(Collected data)
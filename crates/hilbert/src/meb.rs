//! Minimum enclosing Hilbert ball (randomized incremental, Welzl style).
//!
//! Purpose
//! - Smallest Hilbert ball containing a finite point set inside Ω.
//!
//! Structure
//! - Three nested loops, one per support state: no boundary point fixed
//!   (`make_ball`), one fixed (`one_support`), two fixed (`two_support`).
//! - Two-point balls are centered at the bottom-left endpoint of the bisector
//!   chord in the pair's middle sector (the chord lies in the geodesic region,
//!   so the radius is half the pair distance). Three-point balls are circumballs.
//! - With two points fixed, each outside point `r` yields a candidate (circumball
//!   of `p, q, r`, or a two-point ball when `r` sits in the Z-region of `p, q`).
//!   Candidates are split by the side of line `pq` that `r` is on; the leftmost
//!   left-candidate and rightmost right-candidate are kept and the smaller wins.
//!
//! Numerical failures (no circumcenter, degenerate sectors) skip the offending
//! candidate. A final pass grows the radius to cover any point left outside;
//! the support then names the point that set the new radius.

use rand::rngs::StdRng;
use rand::seq::SliceRandom;
use rand::{Rng, SeedableRng};
use tracing::debug;

use crate::ball::HilbertBall;
use crate::bisector::middle_sector;
use crate::circumcenter::{find_circumcenter, CircumCfg};
use crate::distance::{hilbert_distance, hilbert_midpoint};
use crate::error::{HilbertError, HilbertResult};
use crate::geom2::{orient, ConvexRegion, GeomCfg, Point};
use crate::site::Site;

/// Solver knobs.
#[derive(Clone, Copy, Debug)]
pub struct MebCfg {
    /// Containment slack: `d(center, x) ≤ radius + contain_eps`.
    pub contain_eps: f64,
    pub circum: CircumCfg,
}

impl Default for MebCfg {
    fn default() -> Self {
        Self {
            contain_eps: 1e-9,
            circum: CircumCfg::default(),
        }
    }
}

/// Input points that pin the ball.
#[derive(Clone, Copy, Debug, PartialEq)]
pub enum Support {
    /// Radius 0 at the point.
    Center(Point),
    /// Two-point ball.
    Pair(Point, Point),
    /// Circumball.
    Triple(Point, Point, Point),
    /// Radius grown to reach this point after the solver left it outside.
    Covering(Point),
}

#[derive(Clone, Debug)]
pub struct EnclosingBall {
    pub ball: HilbertBall,
    pub support: Support,
}

/// Minimum enclosing ball with a caller-provided RNG (shuffle and circumcenter jitter).
///
/// `Ok(None)` for empty input; `Err(NotInterior)` if a point is not strictly inside Ω.
pub fn minimum_enclosing_ball<R: Rng + ?Sized>(
    points: &[Point],
    omega: &ConvexRegion,
    cfg: &GeomCfg,
    mcfg: &MebCfg,
    rng: &mut R,
) -> HilbertResult<Option<EnclosingBall>> {
    if points.is_empty() {
        return Ok(None);
    }
    if !omega.is_polygon() {
        return Err(HilbertError::TooFewVertices(omega.len()));
    }
    if points
        .iter()
        .any(|p| !omega.contains(*p) || omega.on_boundary(*p, cfg))
    {
        return Err(HilbertError::NotInterior);
    }
    let mut shuffled = points.to_vec();
    shuffled.shuffle(rng);

    let mut solver = Solver {
        omega,
        cfg: *cfg,
        mcfg: *mcfg,
        rng,
    };
    let Some(best) = solver.make_ball(&shuffled) else {
        return Ok(None);
    };
    let best = solver.cover_all(best, points);
    debug!(
        x = best.center.x,
        y = best.center.y,
        radius = best.radius,
        "minimum enclosing ball"
    );
    let ball = HilbertBall::around(best.center, best.radius, omega, cfg)?;
    Ok(Some(EnclosingBall {
        ball,
        support: best.support,
    }))
}

/// Seeded convenience wrapper.
pub fn minimum_enclosing_ball_seeded(
    points: &[Point],
    omega: &ConvexRegion,
    cfg: &GeomCfg,
    mcfg: &MebCfg,
    seed: u64,
) -> HilbertResult<Option<EnclosingBall>> {
    let mut rng = StdRng::seed_from_u64(seed);
    minimum_enclosing_ball(points, omega, cfg, mcfg, &mut rng)
}

#[derive(Clone, Copy, Debug)]
struct Candidate {
    center: Point,
    radius: f64,
    support: Support,
}

struct Solver<'a, R: ?Sized> {
    omega: &'a ConvexRegion,
    cfg: GeomCfg,
    mcfg: MebCfg,
    rng: &'a mut R,
}

impl<'a, R: Rng + ?Sized> Solver<'a, R> {
    fn contains(&self, ball: &Candidate, x: Point) -> bool {
        hilbert_distance(ball.center, x, self.omega, &self.cfg)
            .map(|d| d <= ball.radius + self.mcfg.contain_eps)
            .unwrap_or(false)
    }

    /// Grow `ball` to the farthest point it misses; the center stays.
    fn cover_all(&self, ball: Candidate, points: &[Point]) -> Candidate {
        let far = points
            .iter()
            .filter_map(|x| {
                hilbert_distance(ball.center, *x, self.omega, &self.cfg)
                    .ok()
                    .map(|d| (d, *x))
            })
            .max_by(|a, b| a.0.total_cmp(&b.0));
        match far {
            Some((d, x)) if d > ball.radius + self.mcfg.contain_eps => {
                debug!(radius = ball.radius, far = d, "enclosing radius grown to cover stragglers");
                Candidate {
                    center: ball.center,
                    radius: d,
                    support: Support::Covering(x),
                }
            }
            _ => ball,
        }
    }

    fn interior(&self, p: Point) -> bool {
        self.omega.contains(p) && !self.omega.on_boundary(p, &self.cfg)
    }

    fn make_ball(&mut self, shuffled: &[Point]) -> Option<Candidate> {
        let mut ball: Option<Candidate> = None;
        for (i, &p) in shuffled.iter().enumerate() {
            if ball.as_ref().map_or(true, |b| !self.contains(b, p)) {
                ball = Some(self.one_support(&shuffled[..i], p));
            }
        }
        ball
    }

    fn one_support(&mut self, points: &[Point], p: Point) -> Candidate {
        let mut ball = Candidate {
            center: p,
            radius: 0.0,
            support: Support::Center(p),
        };
        for (i, &q) in points.iter().enumerate() {
            if self.contains(&ball, q) {
                continue;
            }
            let next = if ball.radius == 0.0 {
                self.bottom_left(p, q)
            } else {
                self.two_support(&points[..i], p, q)
            };
            match next {
                Some(b) => ball = b,
                None => debug!(?p, ?q, "no ball through pair; keeping previous"),
            }
        }
        ball
    }

    fn two_support(&mut self, points: &[Point], p: Point, q: Point) -> Option<Candidate> {
        let base = self.bottom_left(p, q)?;
        let mut left: Option<Candidate> = None;
        let mut right: Option<Candidate> = None;
        for &r in points {
            if self.contains(&base, r) {
                continue;
            }
            let cross = orient(p, q, r);
            let Some(circ) = self.circumball(p, q, r).or_else(|| self.z_region_ball(p, q, r)) else {
                debug!(?r, "no candidate ball for point; skipped");
                continue;
            };
            let score = orient(p, q, circ.center);
            if cross > 0.0 && left.map_or(true, |l| score > orient(p, q, l.center)) {
                left = Some(circ);
            } else if cross < 0.0 && right.map_or(true, |rt| score < orient(p, q, rt.center)) {
                right = Some(circ);
            }
        }
        Some(match (left, right) {
            (None, None) => base,
            (Some(l), None) => l,
            (None, Some(r)) => r,
            (Some(l), Some(r)) => {
                if l.radius <= r.radius {
                    l
                } else {
                    r
                }
            }
        })
    }

    /// `r` in the Z-region of `p, q`: a two-point ball through `r` and one of
    /// them already covers the other.
    fn z_region_ball(&self, p: Point, q: Point, r: Point) -> Option<Candidate> {
        if let Some(b) = self.bottom_left(p, r) {
            if self.contains(&b, q) {
                return Some(b);
            }
        }
        let b = self.bottom_left(q, r)?;
        self.contains(&b, p).then_some(b)
    }

    /// Two-point ball: center at the lowest (then leftmost) endpoint of the
    /// middle-sector chord; the Hilbert midpoint when that is unavailable.
    fn bottom_left(&self, p: Point, q: Point) -> Option<Candidate> {
        let chord_end = Site::new(p, self.omega, &self.cfg)
            .and_then(|sp| {
                let sq = Site::new(q, self.omega, &self.cfg)?;
                middle_sector(&sp, &sq, self.omega, &self.cfg)
            })
            .map(|ms| {
                let [a, b] = ms.endpoints;
                if a.y < b.y || (a.y == b.y && a.x < b.x) {
                    a
                } else {
                    b
                }
            });
        let center = match chord_end {
            Ok(c) if self.interior(c) => c,
            Ok(_) => hilbert_midpoint(p, q, self.omega, &self.cfg).ok()?,
            Err(err) => {
                debug!(%err, "middle sector unavailable; using the midpoint");
                hilbert_midpoint(p, q, self.omega, &self.cfg).ok()?
            }
        };
        let radius = hilbert_distance(center, p, self.omega, &self.cfg).ok()?;
        Some(Candidate {
            center,
            radius,
            support: Support::Pair(p, q),
        })
    }

    fn circumball(&mut self, p: Point, q: Point, r: Point) -> Option<Candidate> {
        let center = find_circumcenter(p, q, r, self.omega, &self.cfg, &self.mcfg.circum, &mut *self.rng)?;
        let radius = hilbert_distance(center, p, self.omega, &self.cfg).ok()?;
        Some(Candidate {
            center,
            radius,
            support: Support::Triple(p, q, r),
        })
    }
}

#[cfg(test)]
mod tests {
    use super::*;
    use crate::geom2::rand::{draw_region_radial, sample_interior, RadialCfg, ReplayToken};
    use nalgebra::vector;

    fn unit_square() -> ConvexRegion {
        ConvexRegion::from_points(&[
            vector![0.0, 0.0],
            vector![1.0, 0.0],
            vector![1.0, 1.0],
            vector![0.0, 1.0],
        ])
    }

    #[test]
    fn empty_and_single_point() {
        let cfg = GeomCfg::default();
        let sq = unit_square();
        let none = minimum_enclosing_ball_seeded(&[], &sq, &cfg, &MebCfg::default(), 0).unwrap();
        assert!(none.is_none());
        let one = minimum_enclosing_ball_seeded(&[vector![0.4, 0.4]], &sq, &cfg, &MebCfg::default(), 0)
            .unwrap()
            .unwrap();
        assert_eq!(one.ball.radius(), 0.0);
        assert_eq!(one.support, Support::Center(vector![0.4, 0.4]));
    }

    #[test]
    fn two_points_give_half_the_distance() {
        let cfg = GeomCfg::default();
        let sq = unit_square();
        let (p, q) = (vector![0.25, 0.5], vector![0.75, 0.5]);
        let meb = minimum_enclosing_ball_seeded(&[p, q], &sq, &cfg, &MebCfg::default(), 3)
            .unwrap()
            .unwrap();
        let d = hilbert_distance(p, q, &sq, &cfg).unwrap();
        assert!((meb.ball.radius() - d / 2.0).abs() < 1e-9);
        // lower endpoint of the middle chord
        assert!((meb.ball.center() - vector![0.5, 1.0 / 3.0]).norm() < 1e-9);
        assert!(matches!(meb.support, Support::Pair(..)));
    }

    #[test]
    fn outside_point_is_rejected() {
        let cfg = GeomCfg::default();
        let sq = unit_square();
        let r = minimum_enclosing_ball_seeded(&[vector![0.5, 0.5], vector![1.5, 0.5]], &sq, &cfg, &MebCfg::default(), 0);
        assert!(matches!(r, Err(HilbertError::NotInterior)));
    }

    #[test]
    fn covering_pass_reports_the_far_point() {
        let cfg = GeomCfg::default();
        let sq = unit_square();
        let mut rng = StdRng::seed_from_u64(1);
        let solver = Solver {
            omega: &sq,
            cfg,
            mcfg: MebCfg::default(),
            rng: &mut rng,
        };
        let (p, q, far) = (vector![0.5, 0.5], vector![0.55, 0.5], vector![0.9, 0.5]);
        let small = Candidate {
            center: p,
            radius: hilbert_distance(p, q, &sq, &cfg).unwrap(),
            support: Support::Pair(p, q),
        };
        let grown = solver.cover_all(small, &[p, q, far]);
        assert_eq!(grown.center, p);
        assert!((grown.radius - hilbert_distance(p, far, &sq, &cfg).unwrap()).abs() < 1e-12);
        assert_eq!(grown.support, Support::Covering(far));
        // nothing outside: unchanged
        let kept = solver.cover_all(small, &[p, q]);
        assert_eq!(kept.support, Support::Pair(p, q));
        assert_eq!(kept.radius, small.radius);
    }

    #[test]
    fn no_pair_or_triple_ball_is_smaller() {
        let cfg = GeomCfg::default();
        let mcfg = MebCfg::default();
        let mut rng = StdRng::seed_from_u64(99);
        for index in 0..3 {
            let omega = draw_region_radial(RadialCfg::default(), ReplayToken { seed: 8, index }).unwrap();
            let pts: Vec<Point> = (0..5)
                .map(|_| sample_interior(&omega, 0.3, &mut rng).unwrap())
                .collect();
            let meb = minimum_enclosing_ball(&pts, &omega, &cfg, &mcfg, &mut rng)
                .unwrap()
                .unwrap();

            let mut solver = Solver {
                omega: &omega,
                cfg,
                mcfg,
                rng: &mut rng,
            };
            let mut best = f64::INFINITY;
            for i in 0..pts.len() {
                for j in i + 1..pts.len() {
                    let mut balls: Vec<Candidate> = solver.bottom_left(pts[i], pts[j]).into_iter().collect();
                    for k in j + 1..pts.len() {
                        balls.extend(solver.circumball(pts[i], pts[j], pts[k]));
                    }
                    for b in balls {
                        if pts.iter().all(|x| solver.contains(&b, *x)) {
                            best = best.min(b.radius);
                        }
                    }
                }
            }
            assert!(best.is_finite(), "domain {index}: no enclosing candidate");
            assert!(
                meb.ball.radius() <= best + 1e-6,
                "domain {index}: meb {} vs best candidate {best}",
                meb.ball.radius()
            );
        }
    }

    #[test]
    fn random_sets_are_enclosed() {
        let cfg = GeomCfg::default();
        let mcfg = MebCfg::default();
        let mut rng = StdRng::seed_from_u64(2024);
        for index in 0..4 {
            let omega = draw_region_radial(RadialCfg::default(), ReplayToken { seed: 6, index }).unwrap();
            let pts: Vec<Point> = (0..5)
                .map(|_| sample_interior(&omega, 0.3, &mut rng).unwrap())
                .collect();
            let meb = minimum_enclosing_ball(&pts, &omega, &cfg, &mcfg, &mut rng)
                .unwrap()
                .unwrap();
            let mut max_pair: f64 = 0.0;
            for (i, a) in pts.iter().enumerate() {
                assert!(meb.ball.encloses(*a, &omega, &cfg, 1e-7).unwrap());
                for b in &pts[i + 1..] {
                    max_pair = max_pair.max(hilbert_distance(*a, *b, &omega, &cfg).unwrap());
                }
            }
            assert!(meb.ball.radius() >= max_pair / 2.0 - 1e-9);
        }
    }
}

**Task**
Among the lines of the preceding data, which ones hold the word "balls"? List them.

**Response below**
//! - Two-point balls are centered at the bottom-left endpoint of the bisector
//!   so the radius is half the pair distance). Three-point balls are circumballs.
                    let mut balls: Vec<Candidate> = solver.bottom_left(pts[i], pts[j]).into_iter().collect();
                        balls.extend(solver.circumball(pts[i], pts[j], pts[k]));
                    for b in balls {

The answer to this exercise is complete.